Italian banks were the main users, with UniCredit SpA (UCG), the country’s largest lender, taking 12.5 billion euros, Intesa Sanpaolo SpA (ISP), the second-biggest, accepting 12 billion euros, and Banca Monte dei Paschi Di Siena SpA (BMPS) 10 billion euros, the Morgan Stanley analyst estimated, citing conversations with 50 banks and policy makers. Spokesmen for the three banks declined to comment. 
Spain’s Banco Popular Espanol SA (RBS) took 6 billion euros, while Banco Bilbao Vizcaya Argentaria SA (BBVA) used 5 billion euros, according to Morgan Stanley. Bankinter SA (BKT) used 5 billion euros Chief Executive Officer Maria Dolores Dancausa said in a news conference in Madrid on Jan. 18. A spokesman for Popular wasn’t immediately available to comment. BBVA declined to comment.
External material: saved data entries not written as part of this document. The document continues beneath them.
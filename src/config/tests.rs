use std::path::Path;

use super::*;
use crate::application::render::EmbedMode;

#[test]
fn cli_overrides_take_highest_precedence() {
    let mut raw = RawSettings::default();
    raw.render.timeout_seconds = Some(30);
    raw.logging.level = Some("info".to_string());

    let overrides = Overrides {
        timeout_seconds: Some(5),
        log_level: Some("debug".to_string()),
        ..Default::default()
    };

    raw.apply_overrides(&overrides);
    let settings = Settings::from_raw(raw).expect("valid settings");

    assert_eq!(settings.render.timeout, Some(Duration::from_secs(5)));
    assert_eq!(settings.logging.level, LevelFilter::DEBUG);
}

#[test]
fn render_timeout_defaults_to_two_minutes() {
    let settings = Settings::from_raw(RawSettings::default()).expect("valid settings");
    assert_eq!(
        settings.render.timeout,
        Some(Duration::from_secs(DEFAULT_TIMEOUT_SECS))
    );
    assert_eq!(settings.render.format, OutputFormat::Svg);
    assert!(settings.render.filters.is_empty());
}

#[test]
fn zero_timeout_disables_the_deadline() {
    let mut raw = RawSettings::default();
    raw.render.timeout_seconds = Some(0);
    let settings = Settings::from_raw(raw).expect("valid settings");
    assert_eq!(settings.render.timeout, None);
}

#[test]
fn cli_json_logging_enforces_format() {
    let mut raw = RawSettings::default();
    let overrides = Overrides {
        log_json: Some(true),
        ..Default::default()
    };

    raw.apply_overrides(&overrides);
    let settings = Settings::from_raw(raw).expect("valid settings");

    assert!(matches!(settings.logging.format, LogFormat::Json));
}

#[test]
fn cache_settings_use_correct_defaults() {
    let mut raw = RawSettings::default();
    raw.render.work_dir = Some(PathBuf::from("/var/tmp/mermaid"));
    let settings = Settings::from_raw(raw).expect("valid settings");

    assert_eq!(settings.cache.backend, CacheBackendKind::File);
    assert_eq!(
        settings.cache.directory,
        Path::new("/var/tmp/mermaid/cache")
    );
    assert_eq!(
        settings.cache.memory_entries.get(),
        DEFAULT_MEMORY_CACHE_ENTRIES
    );
}

#[test]
fn cache_settings_can_be_overridden_via_cli() {
    let mut raw = RawSettings::default();
    raw.cache.backend = Some("file".to_string());
    let overrides = Overrides {
        cache_backend: Some(CacheBackendKind::Memory),
        cache_dir: Some(PathBuf::from("/srv/cache")),
        ..Default::default()
    };

    raw.apply_overrides(&overrides);
    let settings = Settings::from_raw(raw).expect("valid settings");

    assert_eq!(settings.cache.backend, CacheBackendKind::Memory);
    assert_eq!(settings.cache.directory, Path::new("/srv/cache"));
}

#[test]
fn cache_backend_accepts_disabled_aliases() {
    for alias in ["none", "off", "Disabled"] {
        let mut raw = RawSettings::default();
        raw.cache.backend = Some(alias.to_string());
        let settings = Settings::from_raw(raw).expect("valid settings");
        assert_eq!(settings.cache.backend, CacheBackendKind::None, "{alias}");
    }
}

#[test]
fn invalid_values_name_their_key() {
    let mut raw = RawSettings::default();
    raw.cache.backend = Some("redis".to_string());
    match Settings::from_raw(raw) {
        Err(LoadError::Invalid { key, .. }) => assert_eq!(key, "cache.backend"),
        other => panic!("unexpected result: {other:?}"),
    }

    let mut raw = RawSettings::default();
    raw.cache.memory_entries = Some(0);
    match Settings::from_raw(raw) {
        Err(LoadError::Invalid { key, .. }) => assert_eq!(key, "cache.memory_entries"),
        other => panic!("unexpected result: {other:?}"),
    }

    let mut raw = RawSettings::default();
    raw.render.format = Some("gif".to_string());
    match Settings::from_raw(raw) {
        Err(LoadError::Invalid { key, .. }) => assert_eq!(key, "render.format"),
        other => panic!("unexpected result: {other:?}"),
    }

    let mut raw = RawSettings::default();
    raw.toolchain.package_dir = Some(PathBuf::new());
    match Settings::from_raw(raw) {
        Err(LoadError::Invalid { key, .. }) => assert_eq!(key, "toolchain.package_dir"),
        other => panic!("unexpected result: {other:?}"),
    }
}

#[test]
fn filters_are_normalized_into_execution_order() {
    let mut raw = RawSettings::default();
    raw.render.filters = Some(vec![
        "svgo".to_string(),
        "Inkscape".to_string(),
        "svgo".to_string(),
    ]);
    let settings = Settings::from_raw(raw).expect("valid settings");
    assert_eq!(
        settings.render.filters,
        [PostFilter::Inkscape, PostFilter::Svgo]
    );

    let mut raw = RawSettings::default();
    raw.render.filters = Some(vec!["optipng".to_string()]);
    assert!(matches!(
        Settings::from_raw(raw),
        Err(LoadError::Invalid {
            key: "render.filters",
            ..
        })
    ));
}

#[test]
fn tool_configs_default_to_empty_maps() {
    let settings = Settings::from_raw(RawSettings::default()).expect("valid settings");
    assert!(settings.puppeteer.is_empty());
    assert!(settings.svgo.is_empty());
    assert_eq!(settings.toolchain.mmdc_path, None);
    assert_eq!(settings.toolchain.package_dir, Path::new("."));
}

#[test]
fn config_file_layers_tool_options() {
    let dir = tempfile::TempDir::new().expect("temp dir");
    let path = dir.path().join("render.toml");
    std::fs::write(
        &path,
        r#"
[render]
format = "png"
timeout_seconds = 0

[puppeteer]
args = ["--no-sandbox"]
"#,
    )
    .expect("write config");

    let args = CliArgs::parse_from([
        "mermaid-render",
        "--config-file",
        path.to_str().expect("utf-8 path"),
        "install",
    ]);
    let settings = load(&args).expect("settings load");

    assert_eq!(settings.render.format, OutputFormat::Png);
    assert_eq!(settings.render.timeout, None);
    assert_eq!(
        settings.puppeteer.get("args"),
        Some(&serde_json::json!(["--no-sandbox"]))
    );
}

#[test]
fn parse_render_arguments() {
    let args = CliArgs::parse_from([
        "mermaid-render",
        "render",
        "diagram.mmd",
        "--format",
        "pdf",
        "--embed",
        "base64",
        "--filter",
        "svgo",
        "--filter",
        "inkscape",
        "--cache-backend",
        "none",
    ]);

    match args.command {
        Command::Render(render) => {
            assert_eq!(render.file, Path::new("diagram.mmd"));
            assert_eq!(render.format, Some(OutputFormat::Pdf));
            assert_eq!(render.embed, Some(EmbedMode::Base64));
            assert_eq!(
                render.overrides.filters,
                [PostFilter::Svgo, PostFilter::Inkscape]
            );
            assert_eq!(
                render.overrides.cache_backend,
                Some(CacheBackendKind::None)
            );
        }
        other => panic!("unexpected command: {other:?}"),
    }
}

#[test]
fn parse_render_from_stdin() {
    let args = CliArgs::parse_from(["mermaid-render", "render", "-"]);
    match args.command {
        Command::Render(render) => {
            assert_eq!(render.file, Path::new("-"));
            assert_eq!(render.format, None);
            assert_eq!(render.embed, None);
        }
        other => panic!("unexpected command: {other:?}"),
    }
}

#[test]
fn parse_install_overrides() {
    let args = CliArgs::parse_from([
        "mermaid-render",
        "install",
        "--package-dir",
        "/opt/mermaid",
        "--log-json",
        "true",
    ]);

    match &args.command {
        Command::Install(install) => {
            assert_eq!(
                install.overrides.package_dir.as_deref(),
                Some(Path::new("/opt/mermaid"))
            );
            assert_eq!(install.overrides.log_json, Some(true));
        }
        other => panic!("unexpected command: {other:?}"),
    }
    assert_eq!(
        args.command.overrides().package_dir.as_deref(),
        Some(Path::new("/opt/mermaid"))
    );
}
French banks BNP Paribas (BNP) SA, Societe Generale (GLE) SA, Credit Agricole SA and BPCE SA all borrowed from the ECB though declined to say how much, Morgan Stanley said. Spokespeople for the banks declined to comment. Royal Bank of Scotland Group Plc, the U.K.’s largest government-owned lender, took 5 billion pounds ($7.8 billion), according to the analysts. An RBS spokesman declined to comment. 
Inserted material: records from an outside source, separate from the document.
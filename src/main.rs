use std::{
    io::{self, Read, Write},
    path::Path,
    process,
    sync::Arc,
};

use mermaid_render::{
    application::{
        error::AppError,
        render::{self, MermaidService, embed},
    },
    config::{self, Command, RenderArgs, Settings},
    infra::{
        cache::{self, ResultCache},
        error::InfraError,
        process::Toolchain,
        telemetry,
    },
};
use tracing::{Dispatch, Level, dispatcher, error, info, warn};
use tracing_subscriber::fmt as tracing_fmt;

const STDIN_PATH: &str = "-";

fn main() {
    if let Err(error) = run() {
        report_application_error(&error);
        process::exit(error.exit_code());
    }
}

fn report_application_error(error: &AppError) {
    let report = error.report();
    if dispatcher::has_been_set() {
        error!(source = report.source, error = %report.render(), "application error");
        return;
    }

    let subscriber = tracing_fmt()
        .with_writer(io::stderr)
        .with_max_level(Level::ERROR)
        .finish();
    let dispatch = Dispatch::new(subscriber);
    dispatcher::with_default(&dispatch, || {
        error!(source = report.source, error = %report.render(), "application error");
    });
}

fn run() -> Result<(), AppError> {
    let (cli_args, settings) = config::load_with_cli()?;
    telemetry::init(&settings.logging)?;

    match cli_args.command {
        Command::Render(args) => run_render(&settings, args),
        Command::Install(_) => run_install(&settings),
    }
}

fn run_render(settings: &Settings, args: RenderArgs) -> Result<(), AppError> {
    let format = args.format.unwrap_or(settings.render.format);
    let service = MermaidService::from_settings(settings, open_cache(settings))?;

    let rendered = if args.file == Path::new(STDIN_PATH) {
        let mut source = String::new();
        io::stdin()
            .read_to_string(&mut source)
            .map_err(InfraError::from)?;
        service.render_text(&source, format)?
    } else {
        service.render_file(&args.file, format)?
    };

    let mut stdout = io::stdout().lock();
    match args.embed {
        Some(mode) => writeln!(stdout, "{}", embed(&rendered, format, mode)),
        None => stdout.write_all(&rendered),
    }
    .and_then(|()| stdout.flush())
    .map_err(InfraError::from)?;

    Ok(())
}

fn run_install(settings: &Settings) -> Result<(), AppError> {
    let toolchain = Toolchain::from_settings(&settings.toolchain);
    let report = render::install(&toolchain);

    let failed = report.failed_steps().count();
    if failed > 0 {
        return Err(AppError::Install { failed });
    }

    info!(
        target = "mermaid_render::install",
        op = "install",
        result = "ok",
        steps = report.steps.len(),
        package_dir = %toolchain.package_dir().display(),
        "Toolchain installed"
    );
    Ok(())
}

fn open_cache(settings: &Settings) -> Option<Arc<dyn ResultCache>> {
    match cache::open(&settings.cache) {
        Ok(cache) => cache,
        Err(err) => {
            warn!(
                target = "mermaid_render::render",
                op = "cache::open",
                result = "cache_unavailable",
                cache_dir = %settings.cache.directory.display(),
                error = %err,
                "Result cache could not be opened; rendering without it"
            );
            None
        }
    }
}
In all, banks may borrow between 150 billion euros and more than 400 billion euros next month, van Steenis said. “It seems even large cap banks have been open-minded to using this given the size and lack of stigma of the first one,” he wrote....
Given that there is no longer any stigma attached to borrowing from a central bank, central banks and the borrowing banks should fully disclose the loans at the time they are made.
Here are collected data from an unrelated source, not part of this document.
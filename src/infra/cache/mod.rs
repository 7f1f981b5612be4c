//! Result caches fronting the mermaid CLI.
//!
//! The render service only relies on `has`/`get`/`set`. Eviction belongs to the
//! backend: the file cache never evicts on its own (operators prune the
//! directory), the memory cache drops least recently used blobs once full.
//!
//! Backends are selected in `mermaid-render.toml`:
//!
//! ```toml
//! [cache]
//! backend = "file"        # file | memory | none
//! directory = "/var/cache/mermaid-render"
//! memory_entries = 256
//! ```

mod file;
mod lock;
mod memory;

use std::sync::Arc;

use thiserror::Error;

use crate::config::{CacheBackendKind, CacheSettings};
use crate::domain::CacheKey;

pub use file::FileCache;
pub use memory::MemoryCache;

#[derive(Debug, Error)]
pub enum CacheError {
    #[error("no cached blob for key {0}")]
    NotFound(CacheKey),
    #[error("{backend} cache unavailable: {reason}")]
    Unavailable {
        backend: &'static str,
        reason: String,
    },
}

impl CacheError {
    pub(crate) fn unavailable(backend: &'static str, reason: impl Into<String>) -> Self {
        Self::Unavailable {
            backend,
            reason: reason.into(),
        }
    }
}

/// Key to blob store consulted before every render.
///
/// Implementations must tolerate concurrent callers. Writing the same key
/// twice is allowed; the last write wins since equal keys always carry equal
/// bytes.
pub trait ResultCache: Send + Sync {
    fn has(&self, key: &CacheKey) -> Result<bool, CacheError>;

    /// Fails with [`CacheError::NotFound`] when the key is absent.
    fn get(&self, key: &CacheKey) -> Result<Vec<u8>, CacheError>;

    fn set(&self, key: &CacheKey, blob: &[u8]) -> Result<(), CacheError>;
}

/// Open the backend selected by `settings`; `Ok(None)` when caching is disabled.
pub fn open(settings: &CacheSettings) -> Result<Option<Arc<dyn ResultCache>>, CacheError> {
    match settings.backend {
        CacheBackendKind::File => {
            let cache = FileCache::new(settings.directory.clone())?;
            Ok(Some(Arc::new(cache)))
        }
        CacheBackendKind::Memory => Ok(Some(Arc::new(MemoryCache::new(settings.memory_entries)))),
        CacheBackendKind::None => Ok(None),
    }
}

#[cfg(test)]
mod tests {
    use std::num::NonZeroUsize;

    use tempfile::TempDir;

    use super::*;

    fn settings(backend: CacheBackendKind, dir: &TempDir) -> CacheSettings {
        CacheSettings {
            backend,
            directory: dir.path().join("blobs"),
            memory_entries: NonZeroUsize::new(4).expect("non-zero"),
        }
    }

    #[test]
    fn disabled_backend_opens_to_none() {
        let dir = TempDir::new().expect("temp dir");
        let cache = open(&settings(CacheBackendKind::None, &dir)).expect("open");
        assert!(cache.is_none());
        assert!(!dir.path().join("blobs").exists());
    }

    #[test]
    fn file_backend_creates_its_directory() {
        let dir = TempDir::new().expect("temp dir");
        let cache = open(&settings(CacheBackendKind::File, &dir)).expect("open");
        assert!(cache.is_some());
        assert!(dir.path().join("blobs").is_dir());
    }

    #[test]
    fn memory_backend_opens() {
        let dir = TempDir::new().expect("temp dir");
        let cache = open(&settings(CacheBackendKind::Memory, &dir))
            .expect("open")
            .expect("memory cache");
        let key = crate::domain::KeyMaterial {
            format: crate::domain::OutputFormat::Svg,
            source: b"graph TD; A-->B;",
            config: b"{}",
            diagram_config: b"",
            secondary: None,
        }
        .derive();
        assert!(!cache.has(&key).expect("has"));
    }
}
use std::{num::NonZeroUsize, sync::Arc, sync::RwLock};

use lru::LruCache;

use super::lock::{rw_read, rw_write};
use super::{CacheError, ResultCache};
use crate::domain::CacheKey;

const SOURCE: &str = "infra::cache::memory";

/// In-process LRU of rendered blobs, bounded by entry count.
pub struct MemoryCache {
    blobs: RwLock<LruCache<CacheKey, Arc<[u8]>>>,
}

impl MemoryCache {
    pub fn new(capacity: NonZeroUsize) -> Self {
        Self {
            blobs: RwLock::new(LruCache::new(capacity)),
        }
    }

    pub fn len(&self) -> usize {
        rw_read(&self.blobs, SOURCE, "len").len()
    }

    pub fn is_empty(&self) -> bool {
        self.len() == 0
    }
}

impl ResultCache for MemoryCache {
    fn has(&self, key: &CacheKey) -> Result<bool, CacheError> {
        Ok(rw_read(&self.blobs, SOURCE, "has").contains(key))
    }

    fn get(&self, key: &CacheKey) -> Result<Vec<u8>, CacheError> {
        rw_write(&self.blobs, SOURCE, "get")
            .get(key)
            .map(|blob| blob.to_vec())
            .ok_or(CacheError::NotFound(*key))
    }

    fn set(&self, key: &CacheKey, blob: &[u8]) -> Result<(), CacheError> {
        rw_write(&self.blobs, SOURCE, "set").put(*key, Arc::from(blob));
        Ok(())
    }
}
Other analysts said the ECB’s decision to ease the rules on what banks can post in collateral in exchange for the loans could push demand higher. Draghi announced the ECB would relax the collateral requirements at a press briefing on Dec. 8. Details on the new rules have not yet been published. 
“The ECB is still deciding what will constitute acceptable collateral,” Marchel Alexandrovich, an economist at Jefferies International Ltd. in London said. “If criteria are loosened enough, then demand for cheap money will undoubtedly swell up and we may well see a figure in excess of 1 trillion euros” at next month’s operation. 
Credit Suisse’s Porter said he expects banks to borrow slightly more than in December, about 500 billion euros, because lenders won’t want to be put at a competitive disadvantage when their peers can borrow cheaply from the ECB. 
“This will remove some of the refinancing risk the banks face and the markets are reacting positively after a bit of a delay,” Porter said in a telephone interview. “But the more fundamental question is how ‘long can you run a banking system like this?’”
Based on the experience of banks in Japan, the answer is over 2+ decades.

Ultimately, the real question is how does the ECB or any other central bank exit from this program of providing the banks with the funding that the private market refuses to provide.

Regular readers know that the answer to this question is by providing ultra transparency.  It is only when market participants can independently evaluate the solvency of each bank that they will be willing to provide the banks with funding on attractive terms.